GOAL OF THE EXERCISE: Transcribe the lines from the start of the data below through the line with "aborts the run.", word for word and nothing more.

==== DATASET ENTRIES

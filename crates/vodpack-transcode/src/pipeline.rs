//! Conversion pipeline: resolve the source, derive the output name,
//! transcode, publish.

use std::path::Path;
use std::sync::Arc;

use anyhow::{Context, Result};

use vodpack_core::{format_output_name, resolve_single_source, Config};
use vodpack_storage::Storage;

use crate::ffmpeg::HlsTranscoder;
use crate::publisher::Publisher;

/// Run the full conversion for the single source file in `source_dir`:
/// resolve → derive output name → transcode → publish, strictly
/// sequential. Any step failing aborts the run.
pub async fn run_conversion(
    config: &Config,
    storage: Arc<dyn Storage>,
    source_dir: &Path,
) -> Result<()> {
    let source = resolve_single_source(source_dir, &config.source_extension)?;
    tracing::info!(source = %source.display(), "Resolved source file");

    let original_name = source
        .file_name()
        .and_then(|n| n.to_str())
        .context("Source filename is not valid UTF-8")?;
    let output_name = format_output_name(original_name);
    tracing::info!(output = %output_name, "Derived output name");

    let output_dir = source_dir.join(&output_name);
    tokio::fs::create_dir_all(&output_dir)
        .await
        .with_context(|| {
            format!(
                "Failed to create output directory {}",
                output_dir.display()
            )
        })?;

    let transcoder = HlsTranscoder::new(config.ffmpeg_path.clone(), config.hls_segment_duration)?;
    transcoder
        .run(&source, &output_dir)
        .await
        .context("HLS transcode failed")?;

    // Publishing follows a successful transcode immediately, same output
    // directory.
    let publisher = Publisher::new(storage);
    let report = publisher
        .publish_dir(&output_dir)
        .await
        .context("Publishing HLS output failed")?;

    tracing::info!(uploaded = report.uploaded, "Conversion pipeline complete");
    Ok(())
}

========

SOLVED EXERCISE:
filename crates/vodpack-transcode/src/pipeline.rs
//! Conversion pipeline: resolve the source, derive the output name,
//! transcode, publish.

use std::path::Path;
use std::sync::Arc;

use anyhow::{Context, Result};

use vodpack_core::{format_output_name, resolve_single_source, Config};
use vodpack_storage::Storage;

use crate::ffmpeg::HlsTranscoder;
use crate::publisher::Publisher;

/// Run the full conversion for the single source file in `source_dir`:
/// resolve → derive output name → transcode → publish, strictly
/// sequential. Any step failing aborts the run.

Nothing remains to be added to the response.